The Psychological Needs That QAnon Feeds
Part I: What to do when someone you love becomes obsessed with QAnon.
Posted August 12, 2020 | Reviewed by Gary Drevitch
“Where we go one, we go all.”
Ever since I started writing about conspiracy theories, readers have occasionally written in to ask for advice about a family member who has fallen down the rabbit hole of belief. To be honest, beyond expressions of sympathy and referring them back to my posts about why people are attracted to conspiracy theories in the first place, I often feel at a loss to offer anything helpful. The stark reality is that becoming obsessed with conspiracy theory beliefs has significant potential to drive a wedge between loved ones that can irreparably damage relationships.
Recently, however, I was invited on KQED radio to talk about this issue as it relates to QAnon, which prompted me to consider a more thoughtful response that I’ll cover here in a series of blog posts.
In Part 1 of this series on “What to Do When Someone You Love Becomes Obsessed with QAnon,” we’ll explore why it is that some people are so drawn to QAnon. Understanding that is a vital starting point if we hope to help loved ones climb of out the QAnon conspiracy theory rabbit hole.
Understanding the Psychological Needs That QAnon Feeds
QAnon is a curious modern phenomenon that’s part conspiracy theory, part religious cult, and part role-playing game.
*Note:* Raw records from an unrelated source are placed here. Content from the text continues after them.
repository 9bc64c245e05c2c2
//! Terminal plots.

pub mod ascii;

pub use ascii::*;
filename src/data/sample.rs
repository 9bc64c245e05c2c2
//! Synthetic loan files for demos and end-to-end tests.
//!
//! Defaults are driven by a latent logistic score over the informative
//! columns; a defaulted loan's loss (percent of exposure, 1..=100) is drawn
//! from a second score over the same columns. The table also carries the
//! kinds of columns a real extract has and the pipeline must survive:
//! pure noise, a near-constant flag, a constant, a text grade, sporadic
//! missing cells and a few unparseable tokens.

use rand::prelude::*;
use rand::rngs::StdRng;
use rand_distr::Normal;

use crate::error::AppError;
use crate::math::{logit, sigmoid};

const GRADES: [&str; 5] = ["A", "B", "C", "D", "E"];

#[derive(Debug, Clone)]
pub struct SynthConfig {
    pub rows: usize,
    pub informative: usize,
    pub noise: usize,
    /// Probability that any feature cell is blank.
    pub missing_rate: f64,
    /// Base default rate the latent score is centred on.
    pub default_rate: f64,
    /// Include the `loss` column (training files) or not (test files).
    pub with_target: bool,
    pub seed: u64,
}

impl Default for SynthConfig {
    fn default() -> Self {
        Self {
            rows: 2_000,
            informative: 6,
            noise: 8,
            missing_rate: 0.02,
            default_rate: 0.15,
            with_target: true,
            seed: 42,
        }
    }
}

/// A generated table, all cells as text.
#[derive(Debug, Clone)]
pub struct SyntheticLoans {
    pub headers: Vec<String>,
    pub rows: Vec<Vec<String>>,
    pub defaults: usize,
}

pub fn generate_loans(config: &SynthConfig) -> Result<SyntheticLoans, AppError> {
    if config.rows == 0 {
        return Err(AppError::new(2, "Row count must be > 0."));
    }
    if config.informative == 0 {
        return Err(AppError::new(2, "At least one informative column is required."));
    }
    if !(0.0..1.0).contains(&config.missing_rate) {
        return Err(AppError::new(2, "Missing rate must be in [0, 1)."));
    }
    if !(config.default_rate > 0.0 && config.default_rate < 1.0) {
        return Err(AppError::new(2, "Default rate must be in (0, 1)."));
    }

    let mut rng = StdRng::seed_from_u64(config.seed);
    let normal = Normal::new(0.0, 1.0)
        .map_err(|e| AppError::new(4, format!("Noise distribution error: {e}")))?;

    let mut headers = vec!["id".to_string()];
    headers.extend((1..=config.informative).map(|k| format!("x{k}")));
    headers.extend((1..=config.noise).map(|k| format!("noise{k}")));
    headers.extend(["flag", "constant", "grade"].map(String::from));
    if config.with_target {
        headers.push("loss".to_string());
    }

    // Alternating signs, decaying strength.
    let pd_weights: Vec<f64> = (0..config.informative)
        .map(|k| (if k % 2 == 0 { 1.0 } else { -0.8 }) / (1.0 + 0.5 * k as f64))
        .collect();
    let lgd_weights: Vec<f64> = (0..config.informative)
        .map(|k| (if k % 3 == 0 { 0.6 } else { 0.25 }) / (1.0 + k as f64))
        .collect();
    let pd_offset = logit(config.default_rate);

    let mut rows = Vec::with_capacity(config.rows);
    let mut defaults = 0usize;

    for i in 0..config.rows {
        let signal: Vec<f64> = (0..config.informative).map(|_| normal.sample(&mut rng)).collect();

        let mut row = Vec::with_capacity(headers.len());
        row.push(format!("L{:06}", i + 1));
        for v in &signal {
            row.push(feature_cell(&mut rng, *v, config.missing_rate));
        }
        for _ in 0..config.noise {
            let v = normal.sample(&mut rng) * 2.0 + 5.0;
            row.push(feature_cell(&mut rng, v, config.missing_rate));
        }
        row.push(if rng.gen_bool(0.01) { "1" } else { "0" }.to_string());
        row.push("1".to_string());
        row.push(GRADES[rng.gen_range(0..GRADES.len())].to_string());

        let score: f64 = pd_offset + dot(&pd_weights, &signal) + 0.3 * normal.sample(&mut rng);
        let defaulted = rng.gen_bool(sigmoid(score));
        if defaulted {
            defaults += 1;
        }

        if config.with_target {
            let loss = if defaulted {
                let severity = sigmoid(dot(&lgd_weights, &signal) + 0.4 * normal.sample(&mut rng));
                (severity * 100.0).round().clamp(1.0, 100.0)
            } else {
                0.0
            };
            row.push(format!("{loss:.0}"));
        }

        rows.push(row);
    }

    Ok(SyntheticLoans {
        headers,
        rows,
        defaults,
    })
}

fn dot(a: &[f64], b: &[f64]) -> f64 {
    a.iter().zip(b).map(|(x, y)| x * y).sum()
}

/// A numeric cell, occasionally blank or garbled.
fn feature_cell(rng: &mut StdRng, v: f64, missing_rate: f64) -> String {
    if missing_rate > 0.0 && rng.gen_bool(missing_rate) {
        return if rng.gen_bool(0.5) { String::new() } else { "NA".to_string() };
    }
    if rng.gen_bool(0.001) {
        return "#VALUE!".to_string();
    }
    format!("{v:.4}")
}

#[cfg(test)]
mod tests {
    use super::*;

    #[test]
    fn same_seed_same_table() {
        let config = SynthConfig {
            rows: 50,
            ..SynthConfig::default()
        };
        let a = generate_loans(&config).unwrap();
        let b = generate_loans(&config).unwrap();
        assert_eq!(a.rows, b.rows);
    }

    #[test]
    fn training_file_has_loss_in_range() {
        let config = SynthConfig {
            rows: 500,
            ..SynthConfig::default()
        };
        let data = generate_loans(&config).unwrap();
        assert_eq!(data.headers.last().map(String::as_str), Some("loss"));
        assert_eq!(data.rows.len(), 500);
        assert!(data.defaults > 0 && data.defaults < 500);

        let mut positive = 0;
        for row in &data.rows {
            assert_eq!(row.len(), data.headers.len());
            let loss: f64 = row[row.len() - 1].parse().unwrap();
            assert!(loss == 0.0 || (1.0..=100.0).contains(&loss));
            if loss > 0.0 {
                positive += 1;
            }
        }
        assert_eq!(positive, data.defaults);
    }

    #[test]
    fn test_file_omits_loss() {
        let config = SynthConfig {
            rows: 10,
            with_target: false,
            ..SynthConfig::default()
        };
        let data = generate_loans(&config).unwrap();
        assert!(!data.headers.iter().any(|h| h == "loss"));
        assert!(data.rows.iter().all(|r| r.len() == data.headers.len()));
    }

    #[test]
    fn rejects_bad_settings() {
        let zero = SynthConfig {
            rows: 0,
            ..SynthConfig::default()
        };
        assert_eq!(generate_loans(&zero).unwrap_err().exit_code(), 2);

        let rate = SynthConfig {
            default_rate: 1.0,
            ..SynthConfig::default()
        };
        assert_eq!(generate_loans(&rate).unwrap_err().exit_code(), 2);
    }
}
//! Near-zero-variance filtering.
//!
//! A predictor is uninformative when it is (almost) constant. We flag a column
//! when either:
//!
//! - it has at most one distinct non-missing value (zero variance), or
//! - its most common value dominates the second most common by more than
//!   `freq_cut` **and** the share of distinct values is at most `unique_cut`
//!   percent of all rows.
//!
//! Missing cells are ignored when counting values but still count towards the
//! row total used for `percent_unique`.

use std::collections::HashMap;

/// Per-column diagnostics.
#[derive(Debug, Clone, PartialEq)]
pub struct NzvStat {
    pub name: String,
    /// Count of the most common value over the second most common.
    pub freq_ratio: f64,
    /// Distinct non-missing values as a percentage of all rows.
    pub percent_unique: f64,
    pub zero_var: bool,
    pub nzv: bool,
}

impl NzvStat {
    pub fn drop(&self) -> bool {
        self.zero_var || self.nzv
    }
}

/// Compute near-zero-variance diagnostics for every column.
pub fn near_zero_variance(
    names: &[String],
    columns: &[Vec<Option<f64>>],
    freq_cut: f64,
    unique_cut: f64,
) -> Vec<NzvStat> {
    names
        .iter()
        .zip(columns.iter())
        .map(|(name, col)| column_stat(name, col, freq_cut, unique_cut))
        .collect()
}

fn column_stat(name: &str, col: &[Option<f64>], freq_cut: f64, unique_cut: f64) -> NzvStat {
    let mut counts: HashMap<u64, usize> = HashMap::new();
    for v in col.iter().flatten() {
        // Fold -0.0 into 0.0 so they count as one value.
        let key = if *v == 0.0 { 0.0_f64.to_bits() } else { v.to_bits() };
        *counts.entry(key).or_insert(0) += 1;
    }

    let n_unique = counts.len();
    let percent_unique = if col.is_empty() {
        0.0
    } else {
        100.0 * n_unique as f64 / col.len() as f64
    };

    if n_unique <= 1 {
        return NzvStat {
            name: name.to_string(),
            freq_ratio: 0.0,
            percent_unique,
            zero_var: true,
            nzv: true,
        };
    }

    let mut freq: Vec<usize> = counts.into_values().collect();
    freq.sort_unstable_by(|a, b| b.cmp(a));
    let freq_ratio = freq[0] as f64 / freq[1] as f64;

    NzvStat {
        name: name.to_string(),
        freq_ratio,
        percent_unique,
        zero_var: false,
        nzv: freq_ratio > freq_cut && percent_unique <= unique_cut,
    }
}

#[cfg(test)]
mod tests {
    use super::*;

    fn names(n: usize) -> Vec<String> {
        (1..=n).map(|i| format!("f{i}")).collect()
    }

    #[test]
    fn constant_and_empty_columns_are_zero_variance() {
        let cols = vec![vec![Some(1.0); 10], vec![None; 10]];
        let stats = near_zero_variance(&names(2), &cols, 19.0, 10.0);
        assert!(stats[0].zero_var);
        assert!(stats[1].zero_var);
        assert!(stats.iter().all(NzvStat::drop));
    }

    #[test]
    fn dominant_value_with_few_uniques_is_flagged() {
        // 99 zeros and a single 1: ratio 99 > 19 and 2% unique <= 10%.
        let mut col = vec![Some(0.0); 99];
        col.push(Some(1.0));
        let stats = near_zero_variance(&names(1), &[col], 19.0, 10.0);
        assert!(!stats[0].zero_var);
        assert!(stats[0].nzv);
        assert!((stats[0].freq_ratio - 99.0).abs() < 1e-12);
        assert!((stats[0].percent_unique - 2.0).abs() < 1e-12);
    }

    #[test]
    fn continuous_column_is_kept() {
        let col: Vec<Option<f64>> = (0..50).map(|i| Some(i as f64 * 0.3)).collect();
        let stats = near_zero_variance(&names(1), &[col], 19.0, 10.0);
        assert!(!stats[0].drop());
        assert!((stats[0].freq_ratio - 1.0).abs() < 1e-12);
    }

    #[test]
    fn balanced_binary_column_is_kept() {
        let col: Vec<Option<f64>> = (0..100).map(|i| Some((i % 2) as f64)).collect();
        let stats = near_zero_variance(&names(1), &[col], 19.0, 10.0);
        assert!(!stats[0].drop());
    }

    #[test]
    fn missing_cells_count_towards_percent_unique_only() {
        let col = vec![Some(1.0), Some(2.0), None, None];
        let stats = near_zero_variance(&names(1), &[col], 19.0, 10.0);
        assert!((stats[0].percent_unique - 50.0).abs() < 1e-12);
        assert!((stats[0].freq_ratio - 1.0).abs() < 1e-12);
    }
}
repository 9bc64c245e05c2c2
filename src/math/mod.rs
//! Mathematical utilities: summary statistics, link functions and least squares.

pub mod ols;
pub mod stats;

pub use ols::*;
pub use stats::*;
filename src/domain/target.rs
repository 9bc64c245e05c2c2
//! Modeling targets derived from the raw `loss` column.
//!
//! `loss` is the percentage of exposure lost on the account; `0` means the
//! loan did not default.

use super::types::{PipelineConfig, TargetKind};

/// Training rows and their response values.
#[derive(Debug, Clone, PartialEq)]
pub struct TargetRows {
    /// Indices into the loaded table.
    pub rows: Vec<usize>,
    pub y: Vec<f64>,
    /// Rows dropped because `loss` was missing.
    pub missing: usize,
    /// Rows dropped because they never defaulted (LGD only).
    pub non_defaulted: usize,
}

impl TargetRows {
    pub fn len(&self) -> usize {
        self.rows.len()
    }

    pub fn is_empty(&self) -> bool {
        self.rows.is_empty()
    }
}

/// Build the response for `kind` from the loss column.
///
/// - PD: `1.0` when `loss > 0`, else `0.0`
/// - LGD: `loss / target_scale`, optionally restricted to `loss > 0`
pub fn derive_target(kind: TargetKind, loss: &[Option<f64>], config: &PipelineConfig) -> TargetRows {
    let mut out = TargetRows {
        rows: Vec::new(),
        y: Vec::new(),
        missing: 0,
        non_defaulted: 0,
    };

    for (i, value) in loss.iter().enumerate() {
        let Some(loss) = *value else {
            out.missing += 1;
            continue;
        };
        let y = match kind {
            TargetKind::Pd => {
                if loss > 0.0 {
                    1.0
                } else {
                    0.0
                }
            }
            TargetKind::Lgd => {
                if config.lgd_defaulted_only && loss <= 0.0 {
                    out.non_defaulted += 1;
                    continue;
                }
                loss / config.target_scale
            }
        };
        out.rows.push(i);
        out.y.push(y);
    }

    out
}

#[cfg(test)]
mod tests {
    use super::*;

    fn loss() -> Vec<Option<f64>> {
        vec![Some(0.0), Some(25.0), None, Some(100.0), Some(0.0)]
    }

    #[test]
    fn pd_flags_any_positive_loss() {
        let t = derive_target(TargetKind::Pd, &loss(), &PipelineConfig::default());
        assert_eq!(t.rows, vec![0, 1, 3, 4]);
        assert_eq!(t.y, vec![0.0, 1.0, 1.0, 0.0]);
        assert_eq!(t.missing, 1);
        assert_eq!(t.non_defaulted, 0);
    }

    #[test]
    fn lgd_uses_defaulted_rows_as_fractions() {
        let t = derive_target(TargetKind::Lgd, &loss(), &PipelineConfig::default());
        assert_eq!(t.rows, vec![1, 3]);
        assert_eq!(t.y, vec![0.25, 1.0]);
        assert_eq!(t.non_defaulted, 2);
    }

    #[test]
    fn lgd_can_keep_every_row() {
        let config = PipelineConfig {
            lgd_defaulted_only: false,
            ..PipelineConfig::default()
        };
        let t = derive_target(TargetKind::Lgd, &loss(), &config);
        assert_eq!(t.len(), 4);
        assert_eq!(t.y[0], 0.0);
    }
}
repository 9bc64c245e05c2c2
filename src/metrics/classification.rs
//! Ranking and calibration metrics for default probabilities.
//!
//! Labels are `0.0` / `1.0`; scores are any monotone risk score (the
//! predicted probability in practice).

use std::cmp::Ordering;

use crate::math::{P_EPS, binomial_deviance};

/// One vertex of the ROC curve.
#[derive(Debug, Clone, Copy, PartialEq)]
pub struct RocPoint {
    /// Rows with `score >= threshold` are called positive.
    pub threshold: f64,
    pub fpr: f64,
    pub tpr: f64,
}

/// Counts at a fixed threshold.
#[derive(Debug, Clone, Copy, PartialEq, Eq, Default)]
pub struct Confusion {
    pub tp: usize,
    pub fp: usize,
    pub tn: usize,
    pub fn_: usize,
}

impl Confusion {
    pub fn total(&self) -> usize {
        self.tp + self.fp + self.tn + self.fn_
    }

    pub fn accuracy(&self) -> f64 {
        if self.total() == 0 {
            return f64::NAN;
        }
        (self.tp + self.tn) as f64 / self.total() as f64
    }
}

/// Holdout summary of a PD model.
#[derive(Debug, Clone, PartialEq)]
pub struct ClassificationReport {
    pub n: usize,
    pub positives: usize,
    /// `None` when only one class is present.
    pub auc: Option<f64>,
    pub gini: Option<f64>,
    pub ks: Option<f64>,
    pub log_loss: f64,
    pub confusion: Confusion,
    pub accuracy: f64,
    pub mean_predicted: f64,
}

/// ROC curve from the highest threshold down.
///
/// Tied scores form a single step. The first point is `(0, 0)` at
/// `threshold = +inf`, the last is `(1, 1)`. Empty when either class is absent.
pub fn roc_curve(scores: &[f64], labels: &[f64]) -> Vec<RocPoint> {
    debug_assert_eq!(scores.len(), labels.len());
    let pos = labels.iter().filter(|y| **y > 0.5).count();
    let neg = labels.len() - pos;
    if pos == 0 || neg == 0 {
        return Vec::new();
    }

    let mut order: Vec<usize> = (0..scores.len()).collect();
    order.sort_by(|&a, &b| scores[b].partial_cmp(&scores[a]).unwrap_or(Ordering::Equal));

    let mut points = Vec::with_capacity(order.len() + 1);
    points.push(RocPoint {
        threshold: f64::INFINITY,
        fpr: 0.0,
        tpr: 0.0,
    });

    let (mut tp, mut fp) = (0usize, 0usize);
    let mut i = 0;
    while i < order.len() {
        let threshold = scores[order[i]];
        while i < order.len() && scores[order[i]] == threshold {
            if labels[order[i]] > 0.5 {
                tp += 1;
            } else {
                fp += 1;
            }
            i += 1;
        }
        points.push(RocPoint {
            threshold,
            fpr: fp as f64 / neg as f64,
            tpr: tp as f64 / pos as f64,
        });
    }
    points
}

/// Trapezoidal area under an ROC curve.
pub fn auc_from_roc(points: &[RocPoint]) -> Option<f64> {
    if points.len() < 2 {
        return None;
    }
    Some(
        points
            .windows(2)
            .map(|w| (w[1].fpr - w[0].fpr) * (w[1].tpr + w[0].tpr) / 2.0)
            .sum(),
    )
}

pub fn auc(scores: &[f64], labels: &[f64]) -> Option<f64> {
    auc_from_roc(&roc_curve(scores, labels))
}

/// Kolmogorov-Smirnov statistic: largest `tpr - fpr` gap.
pub fn ks_statistic(points: &[RocPoint]) -> Option<f64> {
    points.iter().map(|p| p.tpr - p.fpr).reduce(f64::max)
}

/// Mean negative log-likelihood with probabilities clamped away from 0 and 1.
pub fn log_loss(probs: &[f64], labels: &[f64]) -> f64 {
    if probs.is_empty() {
        return f64::NAN;
    }
    let dev: f64 = labels
        .iter()
        .zip(probs)
        .map(|(y, p)| binomial_deviance(*y, p.clamp(P_EPS, 1.0 - P_EPS)))
        .sum();
    dev / (2.0 * probs.len() as f64)
}

/// Misclassification rate at `threshold`.
pub fn misclassification(probs: &[f64], labels: &[f64], threshold: f64) -> f64 {
    1.0 - confusion(probs, labels, threshold).accuracy()
}

/// Counts with `prob >= threshold` called positive, as on the ROC curve.
pub fn confusion(probs: &[f64], labels: &[f64], threshold: f64) -> Confusion {
    let mut c = Confusion::default();
    for (p, y) in probs.iter().zip(labels) {
        match (*p >= threshold, *y > 0.5) {
            (true, true) => c.tp += 1,
            (true, false) => c.fp += 1,
            (false, false) => c.tn += 1,
            (false, true) => c.fn_ += 1,
        }
    }
    c
}

pub fn classification_report(probs: &[f64], labels: &[f64]) -> ClassificationReport {
    let roc = roc_curve(probs, labels);
    let auc = auc_from_roc(&roc);
    let confusion = confusion(probs, labels, 0.5);
    ClassificationReport {
        n: labels.len(),
        positives: labels.iter().filter(|y| **y > 0.5).count(),
        auc,
        gini: auc.map(|a| 2.0 * a - 1.0),
        ks: ks_statistic(&roc),
        log_loss: log_loss(probs, labels),
        accuracy: confusion.accuracy(),
        confusion,
        mean_predicted: if probs.is_empty() {
            f64::NAN
        } else {
            probs.iter().sum::<f64>() / probs.len() as f64
        },
    }
}

#[cfg(test)]
mod tests {
    use super::*;
    use approx::assert_relative_eq;

    #[test]
    fn perfect_ranking_has_unit_auc() {
        let scores = [0.9, 0.8, 0.3, 0.1];
        let labels = [1.0, 1.0, 0.0, 0.0];
        assert_relative_eq!(auc(&scores, &labels).unwrap(), 1.0);

        let roc = roc_curve(&scores, &labels);
        assert_relative_eq!(ks_statistic(&roc).unwrap(), 1.0);
    }

    #[test]
    fn reversed_ranking_has_zero_auc() {
        let scores = [0.1, 0.2, 0.8, 0.9];
        let labels = [1.0, 1.0, 0.0, 0.0];
        assert_relative_eq!(auc(&scores, &labels).unwrap(), 0.0);
    }

    #[test]
    fn ties_count_half() {
        // One positive and one negative share a score: the tied step is a diagonal.
        let scores = [0.5, 0.5];
        let labels = [1.0, 0.0];
        let roc = roc_curve(&scores, &labels);
        assert_eq!(roc.len(), 2);
        assert_relative_eq!(auc_from_roc(&roc).unwrap(), 0.5);
    }

    #[test]
    fn auc_matches_pairwise_count() {
        let scores = [0.9, 0.7, 0.7, 0.4, 0.2, 0.1];
        let labels = [1.0, 0.0, 1.0, 1.0, 0.0, 0.0];
        // Pairs (pos, neg) with pos scored higher, ties counted 0.5:
        // 0.9 beats 3, 0.7 beats 2 + ties 1, 0.4 beats 2 => 3 + 2.5 + 2 = 7.5 of 9.
        assert_relative_eq!(auc(&scores, &labels).unwrap(), 7.5 / 9.0, epsilon = 1e-12);
    }

    #[test]
    fn single_class_has_no_curve() {
        assert!(roc_curve(&[0.2, 0.4], &[0.0, 0.0]).is_empty());
        assert!(auc(&[0.2, 0.4], &[1.0, 1.0]).is_none());
    }

    #[test]
    fn confusion_at_a_tied_threshold_matches_the_roc_point() {
        let probs = [0.8, 0.5, 0.5, 0.1];
        let labels = [1.0, 1.0, 0.0, 0.0];
        let c = confusion(&probs, &labels, 0.5);
        assert_eq!(
            c,
            Confusion {
                tp: 2,
                fp: 1,
                tn: 1,
                fn_: 0
            }
        );

        let roc = roc_curve(&probs, &labels);
        let at_half = roc.iter().find(|p| p.threshold == 0.5).unwrap();
        assert_relative_eq!(at_half.tpr, c.tp as f64 / 2.0);
        assert_relative_eq!(at_half.fpr, c.fp as f64 / 2.0);
    }

    #[test]
    fn report_counts_confusion_at_half() {
        let probs = [0.9, 0.6, 0.4, 0.2];
        let labels = [1.0, 0.0, 1.0, 0.0];
        let r = classification_report(&probs, &labels);
        assert_eq!(
            r.confusion,
            Confusion {
                tp: 1,
                fp: 1,
                tn: 1,
                fn_: 1
            }
        );
        assert_relative_eq!(r.accuracy, 0.5);
        assert_relative_eq!(r.gini.unwrap(), 2.0 * r.auc.unwrap() - 1.0);
        assert!(r.log_loss > 0.0);
        assert_relative_eq!(misclassification(&probs, &labels, 0.5), 0.5);
    }
}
Some of the psychological quirks that are thought to drive belief in conspiracy theories include need for uniqueness and needs for certainty, closure, and control that are especially salient during times of crisis. Conspiracy theories offer answers to questions about events when explanations are lacking. While those answers consist of dark narratives involving bad actors and secret plots, conspiracy theories capture our attention, offer a kind of reassurance that things happen for a reason, and can make believers feel special that they’re privy to secrets to which the rest of us “sheeple” are blind.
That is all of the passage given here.